Glucose availability alters ischaemia-induced changes in intracellular pH and calcium of isolated rat spinal roots.

Peripheral nerves in diabetic patients show an enhanced liability to ischaemic lesions. Using an in vitro model, we have now analysed the possible role of intracellular proton (pHi) and calcium concentrations ([Ca2+]i) for the pathophysiology of this phenomenon. Isolated rat spinal roots were preincubated for 3 to 6 h in either 5 or 25 mM of D-glucose before transient exposure to gaseous hypoxia or cyanide. Intracellular pH and Ca2+ concentrations were measured photometrically by means of the fluorescent dyes carboxy-SNARF-1 and a combination of Calcium Green-1 and Fura Red, respectively. The following observations were made. (a) The presence of 25 mM D-glucose resulted in stronger intracellular acidification and much slower post-hypoxic recovery of pHi as compared to 5 mM D-glucose. (b) Intracellular calcium increased during hypoxia and recovered quickly on reoxygenation.

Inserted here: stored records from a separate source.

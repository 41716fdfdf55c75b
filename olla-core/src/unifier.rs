//! # Model Unifier
//!
//! Aggregates per-endpoint `ModelInfo` batches into the per-provider-type
//! `UnifiedModel` catalogue. Grounded on the teacher's `cache.rs`
//! (`DashMap`-backed concurrent store) for the concurrency shape and
//! `routing.rs::Router`'s "filter then select" method layout for the public
//! read contract.
//!
//! Unification scope is per-provider-type: a `ModelRegistry` never merges
//! models reported by endpoints of different `ProviderKind`s, even if their
//! names coincide.

use crate::endpoint::{Endpoint, ProviderKind};
use crate::models::{ModelInfo, ModelState, UnifiedModel};
use chrono::{DateTime, Utc};
use dashmap::DashMap;
use std::collections::HashMap;
use std::time::Duration;

/// Normalise a backend-native name for cross-alias matching: lowercase,
/// strip common file-extension suffixes, trim whitespace.
fn normalise_name(name: &str) -> String {
    let lower = name.to_lowercase();
    let stripped = lower
        .strip_suffix(".gguf")
        .or_else(|| lower.strip_suffix(".bin"))
        .or_else(|| lower.strip_suffix(".safetensors"))
        .unwrap_or(&lower);
    stripped.trim().to_string()
}

struct CatalogueEntry {
    model: UnifiedModel,
    last_touched: DateTime<Utc>,
}

/// Per-provider-type catalogue. Many readers, one writer (the discovery
/// loop) — writers are naturally serialised by `&mut self` on
/// `ingest`/`detach_endpoint`; readers use `DashMap`'s internal sharding so
/// they never block each other.
pub struct ModelRegistry {
    catalogues: DashMap<ProviderKind, HashMap<String, CatalogueEntry>>,
    staleness_window: Duration,
}

impl ModelRegistry {
    pub fn new(staleness_window: Duration) -> Self {
        Self {
            catalogues: DashMap::new(),
            staleness_window,
        }
    }

    /// Ingest one endpoint's freshly discovered model batch, merging into
    /// the catalogue for `endpoint.provider`. Endpoints previously reported
    /// by this endpoint but absent from `batch` are detached (their entry
    /// in `endpoints` is removed, not the whole `UnifiedModel`).
    pub fn ingest(&self, endpoint: &Endpoint, batch: Vec<ModelInfo>, now: DateTime<Utc>) {
        let mut catalogue = self
            .catalogues
            .entry(endpoint.provider)
            .or_insert_with(HashMap::new);

        let reported: Vec<String> = batch.iter().map(|m| m.name.clone()).collect();

        for info in batch {
            self.merge_one(&mut catalogue, endpoint, info, now);
        }

        for entry in catalogue.values_mut() {
            let still_reports = entry
                .model
                .aliases
                .iter()
                .any(|alias| reported.iter().any(|r| r == alias));
            if !still_reports {
                entry.model.remove_endpoint(&endpoint.url);
            }
        }
    }

    fn merge_one(
        &self,
        catalogue: &mut HashMap<String, CatalogueEntry>,
        endpoint: &Endpoint,
        info: ModelInfo,
        now: DateTime<Utc>,
    ) {
        let normalised = normalise_name(&info.name);

        // Digest match wins over name match.
        if let Some(digest) = &info.digest {
            if let Some((_, entry)) = catalogue
                .iter_mut()
                .find(|(_, e)| e.model.digests.contains(digest))
            {
                entry.model.aliases.insert(info.name.clone());
                entry.model.upsert_endpoint(&endpoint.url, ModelState::Loaded);
                entry.last_touched = now;
                return;
            }
        }

        if let Some(entry) = catalogue.get_mut(&normalised) {
            let digest_conflict = match (&info.digest, entry.model.digests.iter().next()) {
                (Some(new), Some(existing)) => new != existing,
                _ => false,
            };
            if !digest_conflict {
                entry.model.aliases.insert(info.name.clone());
                if let Some(d) = &info.digest {
                    entry.model.digests.insert(d.clone());
                }
                entry.model.upsert_endpoint(&endpoint.url, ModelState::Loaded);
                entry.last_touched = now;
                return;
            }
        }

        let mut model = UnifiedModel::new(normalised.clone());
        model.aliases.insert(info.name.clone());
        if let Some(d) = info.digest {
            model.digests.insert(d);
        }
        if let Some(family) = info.details.get("family").and_then(|v| v.as_str()) {
            model.family = Some(family.to_string());
        }
        if let Some(ps) = info.details.get("parameter_size").and_then(|v| v.as_str()) {
            model.parameter_size = Some(ps.to_string());
        }
        if let Some(q) = info.details.get("quantization").and_then(|v| v.as_str()) {
            model.quantisation = Some(q.to_string());
        }
        model.upsert_endpoint(&endpoint.url, ModelState::Loaded);
        catalogue.insert(normalised.clone(), CatalogueEntry {
            model,
            last_touched: now,
        });
    }

    /// Drop catalogue entries with no endpoints that have been untouched
    /// for longer than the configured staleness window.
    pub fn sweep_stale(&self, now: DateTime<Utc>) {
        for mut catalogue in self.catalogues.iter_mut() {
            catalogue.retain(|_, entry| {
                entry.model.is_reachable()
                    || now.signed_duration_since(entry.last_touched)
                        < chrono::Duration::from_std(self.staleness_window).unwrap_or_default()
            });
        }
    }

    /// `true` if at least one endpoint of `provider` has ever reported a
    /// model matching `name_or_alias` (by alias, case-insensitive).
    pub fn is_known(&self, provider: ProviderKind, name_or_alias: &str) -> bool {
        let normalised = normalise_name(name_or_alias);
        self.catalogues
            .get(&provider)
            .map(|c| {
                c.values()
                    .any(|e| e.model.id == normalised || e.model.aliases.contains(name_or_alias))
            })
            .unwrap_or(false)
    }

    /// Endpoint URLs (regardless of current routability) that have
    /// reported `name_or_alias`.
    pub fn endpoints_for_model(&self, provider: ProviderKind, name_or_alias: &str) -> Vec<String> {
        let normalised = normalise_name(name_or_alias);
        self.catalogues
            .get(&provider)
            .map(|c| {
                c.values()
                    .filter(|e| e.model.id == normalised || e.model.aliases.contains(name_or_alias))
                    .flat_map(|e| e.model.endpoints.iter().map(|r| r.endpoint_url.clone()))
                    .collect()
            })
            .unwrap_or_default()
    }

    /// Intersect `endpoints_for_model` with a caller-supplied routable set.
    pub fn healthy_endpoints_for_model(
        &self,
        provider: ProviderKind,
        name_or_alias: &str,
        routable: &[Endpoint],
    ) -> Vec<Endpoint> {
        let urls = self.endpoints_for_model(provider, name_or_alias);
        routable
            .iter()
            .filter(|e| urls.iter().any(|u| u == &e.url))
            .cloned()
            .collect()
    }

    /// Snapshot of all `UnifiedModel`s across all provider types, for the
    /// `/olla/models` handler.
    pub fn all_models(&self) -> Vec<UnifiedModel> {
        self.catalogues
            .iter()
            .flat_map(|c| c.value().values().map(|e| e.model.clone()).collect::<Vec<_>>())
            .collect()
    }

    pub fn models_for_provider(&self, provider: ProviderKind) -> Vec<UnifiedModel> {
        self.catalogues
            .get(&provider)
            .map(|c| c.values().map(|e| e.model.clone()).collect())
            .unwrap_or_default()
    }
}
//! # Core Error Types
//!
//! Errors produced by the endpoint registry, health prober, discovery and
//! unification layer, selectors, and proxy engines. Each variant says where
//! the failure was detected; the binary crate (`olla::gateway_error`) maps
//! these onto HTTP status codes and response bodies.

use thiserror::Error;

/// Errors raised by `olla-core` components.
#[derive(Debug, Error)]
pub enum CoreError {
    /// No endpoint in the registry is currently routable.
    #[error("no routable endpoints")]
    NoRoutableEndpoints,

    /// The requested model is not known to the unifier, or is known but has
    /// no routable endpoint. Callers distinguish the two cases via
    /// `ModelRegistry::is_known`.
    #[error("no endpoint serves model '{model}'")]
    NoEndpointForModel { model: String },

    /// All retry candidates failed at connect time.
    #[error("all retry candidates failed to connect")]
    AllRetriesFailed,

    /// The selected endpoint's circuit breaker is open.
    #[error("circuit breaker open for endpoint '{endpoint}'")]
    CircuitOpen { endpoint: String },

    /// The client disconnected before the response completed.
    #[error("client cancelled the request")]
    ClientCancelled,

    /// The upstream body stream failed after headers were already sent.
    #[error("body stream error after headers sent: {0}")]
    BodyStreamError(String),

    /// A discovery fetch against an endpoint's model-list URL failed.
    #[error("discovery fetch failed for endpoint '{endpoint}': {source}")]
    DiscoveryFetch {
        endpoint: String,
        #[source]
        source: reqwest::Error,
    },

    /// A discovery response could not be parsed by the backend profile's
    /// parser. Recorded and skipped for that cycle, never fatal.
    #[error("discovery parse failed for endpoint '{endpoint}': {reason}")]
    DiscoveryParse { endpoint: String, reason: String },

    /// Health probe transport failure (connect refused, timeout, DNS, TLS).
    #[error("health probe failed for endpoint '{endpoint}': {source}")]
    HealthProbe {
        endpoint: String,
        #[source]
        source: reqwest::Error,
    },

    /// An unknown backend provider kind was referenced by configuration.
    #[error("unknown backend provider kind: '{0}'")]
    UnknownProviderKind(String),

    /// Configuration failed schema validation.
    #[error("invalid configuration: {0}")]
    InvalidConfig(String),

    /// Generic transport-level error surfaced by `reqwest`.
    #[error("transport error: {0}")]
    Transport(#[from] reqwest::Error),

    /// JSON (de)serialisation failure.
    #[error("serialization error: {0}")]
    Serialization(#[from] serde_json::Error),
}

pub type Result<T> = std::result::Result<T, CoreError>;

There were no statistically significant differences between the Ca2+ signals in either high or normal concentrations of D-glucose, although on average less rise was seen in high glucose. (c) Inhibition of glycolysis with iodoacetate reduced the acidification but amplified the rise in [Ca2+]i seen during transient hypoxia. These data suggest that hypoxia-induced nerve acidification rather than a rise in [Ca2+]i might contribute to ischaemic lesions found in diabetic neuropathy.